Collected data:

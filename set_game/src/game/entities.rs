use rand::Rng;
use serde::Serialize;
use std::fmt;

/// Index of a table slot, `0..table_size`.
pub type Slot = usize;

/// Stable seat index of a player, starting from 0.
pub type PlayerId = usize;

/// Points awarded for found sets.
pub type Score = u32;

/// A card identifier, `0..deck_size`.
///
/// The card's features are the digits of its id written in base
/// `set_size` (see [`crate::game::FeatureValidator`]).
#[derive(Clone, Copy, Debug, Eq, Hash, Ord, PartialEq, PartialOrd, Serialize)]
pub struct Card(pub u16);

impl fmt::Display for Card {
    fn fmt(&self, f: &mut fmt::Formatter<'_>) -> fmt::Result {
        write!(f, "#{:02}", self.0)
    }
}

impl From<usize> for Card {
    fn from(value: usize) -> Self {
        Self(value as u16)
    }
}

/// The cards that are neither on the table nor consumed by a found set.
#[derive(Clone, Debug, Default, Eq, PartialEq)]
pub struct Deck {
    cards: Vec<Card>,
}

impl Deck {
    /// A deck holding every card `0..size` in order.
    #[must_use]
    pub fn new(size: usize) -> Self {
        Self {
            cards: (0..size).map(Card::from).collect(),
        }
    }

    /// Draw one card uniformly at random, without replacement.
    pub fn draw<R: Rng + ?Sized>(&mut self, rng: &mut R) -> Option<Card> {
        if self.cards.is_empty() {
            return None;
        }
        let idx = rng.random_range(0..self.cards.len());
        Some(self.cards.swap_remove(idx))
    }

    /// Return a card from the table.
    pub fn put_back(&mut self, card: Card) {
        debug_assert!(!self.cards.contains(&card), "{card} returned twice");
        self.cards.push(card);
    }

    /// Permanently remove a card. Returns whether it was still in the deck.
    pub fn discard(&mut self, card: Card) -> bool {
        match self.cards.iter().position(|c| *c == card) {
            Some(idx) => {
                self.cards.swap_remove(idx);
                true
            }
            None => false,
        }
    }

    #[must_use]
    pub fn contains(&self, card: Card) -> bool {
        self.cards.contains(&card)
    }

    #[must_use]
    pub fn cards(&self) -> &[Card] {
        &self.cards
    }

    #[must_use]
    pub fn len(&self) -> usize {
        self.cards.len()
    }

    #[must_use]
    pub fn is_empty(&self) -> bool {
        self.cards.is_empty()
    }
}
#[cfg(test)]
mod tests {
    use super::*;
    use crate::game::{Card, FeatureValidator, RecordingUi};

    struct Fixture {
        shared: Arc<SharedGame>,
        ui: Arc<RecordingUi>,
        config: Arc<GameConfig>,
        inboxes: Vec<mpsc::Sender<Slot>>,
    }

    impl Fixture {
        /// Table 0..6 holds cards 0, 1, 2, 3, 4, 5. Cards 0, 1, 2 are a
        /// set, 0, 1, 3 are not.
        async fn new(players: usize) -> Self {
            let config = Arc::new(GameConfig {
                players,
                table_size: 6,
                point_freeze_ms: 1_000,
                penalty_freeze_ms: 3_000,
                ..GameConfig::default()
            });
            let ui = Arc::new(RecordingUi::new());
            let shared = Arc::new(SharedGame::new(&config, ui.clone()));
            {
                let mut state = shared.lock().await;
                for slot in 0..6 {
                    let card = Card::from(slot);
                    state.deck.discard(card);
                    state.table.place_card(card, slot);
                }
            }
            Self {
                shared,
                ui,
                config,
                inboxes: Vec::new(),
            }
        }

        fn agent(&mut self, id: PlayerId) -> PlayerAgent {
            self.agent_with(id, Arc::new(FeatureValidator::default()))
        }

        fn agent_with(&mut self, id: PlayerId, validator: Arc<dyn SetValidator>) -> PlayerAgent {
            let (tx, rx) = mpsc::channel(3);
            self.inboxes.push(tx);
            PlayerAgent::new(
                id,
                self.config.clone(),
                self.shared.clone(),
                validator,
                self.ui.clone(),
                rx,
                None,
                CancellationToken::new(),
            )
        }
    }

    // === Selection Tests ===

    #[tokio::test]
    async fn test_toggle_round_trip() {
        let mut fixture = Fixture::new(1).await;
        let mut agent = fixture.agent(0);

        assert_eq!(agent.key_pressed(4).await, Selection::Placed);
        assert_eq!(agent.key_pressed(4).await, Selection::Removed);

        let state = fixture.shared.lock().await;
        assert!(state.selection(0).is_empty());
        assert_eq!(state.table.token_count(), 0);
    }

    #[tokio::test]
    async fn test_empty_and_unknown_slots_are_ignored() {
        let mut fixture = Fixture::new(1).await;
        let mut agent = fixture.agent(0);
        fixture.shared.lock().await.table.remove_card(5);

        assert_eq!(agent.key_pressed(5).await, Selection::Ignored);
        assert_eq!(agent.key_pressed(40).await, Selection::Ignored);
        assert!(fixture.shared.lock().await.selection(0).is_empty());
    }

    #[tokio::test]
    async fn test_busy_dealer_blocks_selection() {
        let mut fixture = Fixture::new(1).await;
        let mut agent = fixture.agent(0);
        fixture.shared.lock().await.set_busy(true);

        assert_eq!(agent.key_pressed(0).await, Selection::TableBusy);
        assert!(fixture.shared.lock().await.selection(0).is_empty());
    }

    #[tokio::test]
    async fn test_wrong_set_is_penalized() {
        let mut fixture = Fixture::new(1).await;
        let mut agent = fixture.agent(0);

        agent.key_pressed(0).await;
        agent.key_pressed(1).await;
        assert_eq!(agent.key_pressed(3).await, Selection::Penalized);
        assert_eq!(fixture.shared.lock().await.claimant(), None);

        // frozen until the penalty is served
        assert_eq!(agent.key_pressed(3).await, Selection::Frozen);
    }

    #[tokio::test]
    async fn test_valid_set_raises_claim() {
        let mut fixture = Fixture::new(2).await;
        let mut agent = fixture.agent(0);

        agent.key_pressed(2).await;
        agent.key_pressed(0).await;
        assert_eq!(agent.key_pressed(1).await, Selection::Claimed);

        let mut state = fixture.shared.lock().await;
        assert_eq!(state.claimant(), Some(0));
        assert!(!state.accepts_selections());
        let claim = state.take_claim().unwrap();
        assert_eq!(claim.cards, vec![Card(2), Card(0), Card(1)]);
    }

    #[tokio::test]
    async fn test_pending_claim_blocks_other_players() {
        let mut fixture = Fixture::new(2).await;
        let mut first = fixture.agent(0);
        let mut second = fixture.agent(1);

        for slot in [3, 4] {
            second.key_pressed(slot).await;
        }
        for slot in [0, 1] {
            first.key_pressed(slot).await;
        }
        assert_eq!(first.key_pressed(2).await, Selection::Claimed);

        // slots 3, 4, 5 would be a set for the second player, but it has to wait
        assert_eq!(second.key_pressed(5).await, Selection::TableBusy);
        assert_eq!(fixture.shared.lock().await.selection(1), &[3, 4]);
    }

    #[tokio::test]
    async fn test_full_selection_only_allows_removal() {
        let mut fixture = Fixture::new(1).await;
        let mut agent = fixture.agent(0);
        agent.key_pressed(0).await;
        agent.key_pressed(1).await;
        agent.key_pressed(3).await;
        // serve the penalty by hand
        agent.outcome = None;

        assert_eq!(agent.key_pressed(4).await, Selection::Ignored);
        assert_eq!(agent.key_pressed(3).await, Selection::Removed);
        assert_eq!(fixture.shared.lock().await.selection(0).len(), 2);
    }

    // === Outcome Tests ===

    #[tokio::test(start_paused = true)]
    async fn test_point_waits_for_resolution() {
        let mut fixture = Fixture::new(1).await;
        let mut agent = fixture.agent(0);
        for slot in [0, 1, 2] {
            agent.key_pressed(slot).await;
        }

        let shared = fixture.shared.clone();
        let dealer = tokio::spawn(async move {
            tokio::time::sleep(Duration::from_secs(2)).await;
            let claim = shared.lock().await.take_claim().unwrap();
            claim.resolve();
        });

        let started = Instant::now();
        assert!(agent.settle().await);
        dealer.await.unwrap();

        assert_eq!(agent.score(), 1);
        // two seconds waiting for the dealer, one second frozen
        assert!(started.elapsed() >= Duration::from_secs(3));
        assert_eq!(fixture.ui.score_of(0), Some(1));
        let events = fixture.ui.events();
        assert_eq!(
            events.last(),
            Some(&UiEvent::Freeze {
                player: 0,
                millis: 0
            })
        );
    }

    #[tokio::test(start_paused = true)]
    async fn test_penalty_freeze_then_accepts_again() {
        let mut fixture = Fixture::new(1).await;
        let mut agent = fixture.agent(0);
        for slot in [0, 1, 3] {
            agent.key_pressed(slot).await;
        }

        let started = Instant::now();
        assert!(agent.settle().await);
        assert!(started.elapsed() >= Duration::from_secs(3));
        assert_eq!(agent.score(), 0);
        assert_eq!(agent.key_pressed(3).await, Selection::Removed);
    }

    #[tokio::test(start_paused = true)]
    async fn test_dropped_claim_gives_no_point() {
        let mut fixture = Fixture::new(1).await;
        let mut agent = fixture.agent(0);
        for slot in [0, 1, 2] {
            agent.key_pressed(slot).await;
        }
        drop(fixture.shared.lock().await.take_claim());

        assert!(agent.settle().await);
        assert_eq!(agent.score(), 0);
        assert_eq!(fixture.ui.score_of(0), None);
    }

    #[tokio::test(start_paused = true)]
    async fn test_presses_during_freeze_are_dropped() {
        let mut fixture = Fixture::new(1).await;
        let mut agent = fixture.agent(0);
        for slot in [0, 1, 3] {
            agent.key_pressed(slot).await;
        }
        fixture.inboxes[0].send(4).await.unwrap();

        assert!(agent.settle().await);
        assert!(agent.inbox.try_recv().is_err());
    }

    // === Task Tests ===

    #[tokio::test(start_paused = true)]
    async fn test_spawned_human_player_scores_and_stops() {
        let mut fixture = Fixture::new(1).await;
        let agent = fixture.agent(0);
        let handle = agent.spawn().await;
        let input = fixture.inboxes[0].clone();

        for slot in [0, 1, 2] {
            input.send(slot).await.unwrap();
        }
        tokio::time::sleep(Duration::from_millis(10)).await;
        let claim = fixture.shared.lock().await.take_claim().unwrap();
        claim.resolve();
        tokio::time::sleep(Duration::from_millis(10)).await;

        assert_eq!(handle.stop().await.unwrap(), 1);
    }

    struct PanickingRules;

    impl SetValidator for PanickingRules {
        fn set_size(&self) -> usize {
            3
        }

        fn is_valid_set(&self, _cards: &[Card]) -> bool {
            panic!("rules bug");
        }
    }

    #[tokio::test(start_paused = true)]
    async fn test_crashed_player_reports_error_and_trips_fault() {
        let mut fixture = Fixture::new(1).await;
        let agent = fixture.agent_with(0, Arc::new(PanickingRules));
        let handle = agent.spawn().await;
        assert!(!fixture.shared.is_faulted());

        let input = fixture.inboxes[0].clone();
        for slot in [0, 1, 2] {
            input.send(slot).await.unwrap();
        }
        tokio::time::sleep(Duration::from_millis(10)).await;
        assert!(fixture.shared.is_faulted());

        let result = handle.stop().await;
        assert!(matches!(
            result,
            Err(GameError::PlayerCrashed { player: 0, .. })
        ));
    }

    #[tokio::test(start_paused = true)]
    async fn test_busy_table_parks_player_until_reopened() {
        let mut fixture = Fixture::new(1).await;
        let agent = fixture.agent(0);
        let handle = agent.spawn().await;
        fixture.shared.lock().await.set_busy(true);

        let input = fixture.inboxes[0].clone();
        input.send(0).await.unwrap();
        tokio::time::sleep(Duration::from_millis(10)).await;
        // the player is parked, so this press stays queued
        input.send(1).await.unwrap();
        tokio::time::sleep(Duration::from_millis(10)).await;
        assert!(fixture.shared.lock().await.selection(0).is_empty());

        fixture.shared.lock().await.set_busy(false);
        tokio::time::sleep(Duration::from_millis(10)).await;
        assert_eq!(fixture.shared.lock().await.selection(0), &[1]);

        assert_eq!(handle.stop().await.unwrap(), 0);
    }
}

What to work on:
Scan the records above for the word "FeatureValidator" and return every line where it occurs.

Solution to this problem:
/// `set_size` (see [`crate::game::FeatureValidator`]).
    use crate::game::{Card, FeatureValidator, RecordingUi};
            self.agent_with(id, Arc::new(FeatureValidator::default()))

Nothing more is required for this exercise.